Fishermen’s Expo Highlights Bay’s Hopes and Woes

Ice shards relentlessly piled up along the shoreline of Assawoman Bay, ganging up with the harsh wind to bully surf scoters, which lifted and fluttered among the breakers to avoid slamming into the miniature icecaps.

It was a scene replicated across Delmarva, as waterfowl struggle day after day to stay one step ahead of the weather. Finding food and shelter is their sole mission in a perilous existence.

The glittering fragments of frozen chunks of bay looked like oyster shells must have decades ago, when they were dumped up along railroad tracks and used for paving roads, ignored as incidental discards of an industry that saw no end.

Inside the climate-controlled confines of the Ocean City Convention Center, commercial fishermen who roamed around might have empathized with the bird’s struggle. It was a far cry from the oft-harsh environs in which many ply their trade, but watermen still face the raw reality of a struggling industry, that, in many respects, is at its nadir.

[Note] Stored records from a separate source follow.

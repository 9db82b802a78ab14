//! Lyre Core - Playback session engine
//!
//! This crate provides the core of the player: library scanning, metadata
//! extraction (including a native FLAC reader), the playback state machine,
//! session persistence and the now-playing bridge.

pub mod command;
pub mod decoder;
#[cfg( feature = "device" )]
pub mod device;
pub mod engine;
pub mod flac;
pub mod library;
pub mod metadata;
pub mod mode;
pub mod now_playing;
pub mod output;
pub mod runtime;
pub mod session;
pub mod store;
pub mod track;

pub use command::{ Command, CommandError };
pub use engine::{ Engine, EngineCommand, PlaybackStatus, SessionState };
pub use library::{ LibraryLoader, LibraryScanner };
pub use metadata::{ MetadataExtractor, ParsedMetadata };
pub use mode::{ PlaybackMode, RepeatMode };
pub use now_playing::{ NowPlayingBridge, NowPlayingInfo, NowPlayingSurface, RemoteCommand };
pub use output::{ AudioOutput, ClockOutput, OpenError, PlayerHandle };
pub use runtime::EngineHandle;
pub use session::{ PersistedSnapshot, SessionPersistence };
pub use store::{ DeferredStore, FileStore, KeyValueStore, MemoryStore };
pub use track::{ Artwork, Track };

From the drape-lined booths, entrepreneurs hawked all things a waterman would need to help make it on the Chesapeake, from foul weather gear and survival suits to crab pot line and bushel baskets. You could buy all you need to catch, net or trap at the 30th Annual East Coast Commercial Fishermen’s and Aquaculture Trade Expo.

But oyster and crab harvests in Maryland waters are at all-time lows. Each year, the number of active watermen and the heritage that they represent decline. The one thing that could bring them relief — clean water, an increasingly precious commodity — was not for sale.

In the January issue of The Waterman’s Gazette, the trade publication of the Expo’s chief sponsor, the Maryland Waterman’s Assoication, editor Mary Madison laid out precisely the Bay’s chief health thief — “bad water,” a term coined, I’ve heard, by watermen to describe water devoid of life-sustaining oxygen.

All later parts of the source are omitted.